1

I tried now for a while to

  • read from a file test.txt (which has two lines "aaaa" and "bbbb")
  • take these lines to search the strings within a folder and its subfolders

My solution looks like this:

while read line 
do echo $line
    grep -irl $line /home 2>/dev/null
done < test.txt

If I replace $line with aaaa it finds the files where aaaa is written in, with $line it doesn't work...?

Maybe you have an idea?

7
  • 1
    Could it be that test.txt has Windows/DOS line endings? Does it work after you run dos2unix test.txt?
    – Freddy
    Nov 6, 2019 at 9:04
  • Have you try to quote $line in grep? Nov 6, 2019 at 9:13
  • I already tried the quotes and I wrote the file on UNIX. But I found now out that it could be a problem with the interpretation of /home after $line - because if I change to /home and locate the files in there anything works fine...?! So it seems a bit that if I use $line it does not interprete the path after as a path...
    – Jochen
    Nov 6, 2019 at 9:29
  • 1
    I would still think $line contains something you don't expect, but maybe I'm wrong. You could do an echo "$line" | xxd and compare the output.
    – Freddy
    Nov 6, 2019 at 10:10
  • 1
    This is what the -f option is for: grep -irl -f test.txt dir Nov 6, 2019 at 14:48

1 Answer 1

2

The grep utility has a -f option whose argument is the name of a file. -f tells grep to read patterns from the specified file and then search for all of them, just as if those patterns had been individually specified on the command line. It combines with other options like -r.

-f is specified by POSIX.

GNU Grep allows the file to be specified as -, so the patterns are read from standard input; POSIX says that only file arguments may be specified as - for standard input; no such thing is required for pattern_file arguments.

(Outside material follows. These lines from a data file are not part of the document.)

//! Account records.

use serde::{Deserialize, Serialize};
use uuid::Uuid;

/// A stored account, keyed in the `users` collection by `user_name`.
///
/// `account_id` and `password_hash` are internal fields; the API layer
/// is responsible for stripping them before a record leaves the server.
#[derive(Debug, Clone, PartialEq, Serialize, Deserialize)]
#[serde(rename_all = "camelCase")]
pub struct AccountRecord {
    /// Opaque identifier generated at creation; never used for lookup.
    pub account_id: Uuid,
    /// Unique natural key; immutable after creation.
    pub user_name: String,
    /// Contact email address.
    pub email_address: String,
    /// Given name.
    pub first_name: String,
    /// Family name.
    pub last_name: String,
    /// Postal street address.
    pub street_address: String,
    /// One-way hash of the password; never serialized to API responses.
    pub password_hash: String,
    /// Terms-of-service acceptance; must be `true` at creation.
    pub tos_agreement: bool,
}

#[cfg(test)]
mod tests {
    use super::*;

    #[test]
    fn serializes_with_camel_case_field_names() {
        let record = AccountRecord {
            account_id: Uuid::nil(),
            user_name: "alice".to_owned(),
            email_address: "alice@example.com".to_owned(),
            first_name: "Alice".to_owned(),
            last_name: "Smith".to_owned(),
            street_address: "1 Main St".to_owned(),
            password_hash: "ab".repeat(32),
            tos_agreement: true,
        };

        let value = serde_json::to_value(&record).expect("serialize");
        let object = value.as_object().expect("object");
        for field in [
            "accountId",
            "userName",
            "emailAddress",
            "firstName",
            "lastName",
            "streetAddress",
            "passwordHash",
            "tosAgreement",
        ] {
            assert!(object.contains_key(field), "missing {field}");
        }
    }
}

If the lines of the search file are meant to be strings to look for in the input, as opposed to regular expressions, add the -F option (for fixed-string).

2
  • ... and if you want to match complete lines (not partial lines), also add -x.
    – Kusalananda
    Aug 20, 2021 at 7:39
  • The edits and comment above are superfluous to my original remark that "[i]t combines with other options". The patterns coming from -f behave like patterns from the command line.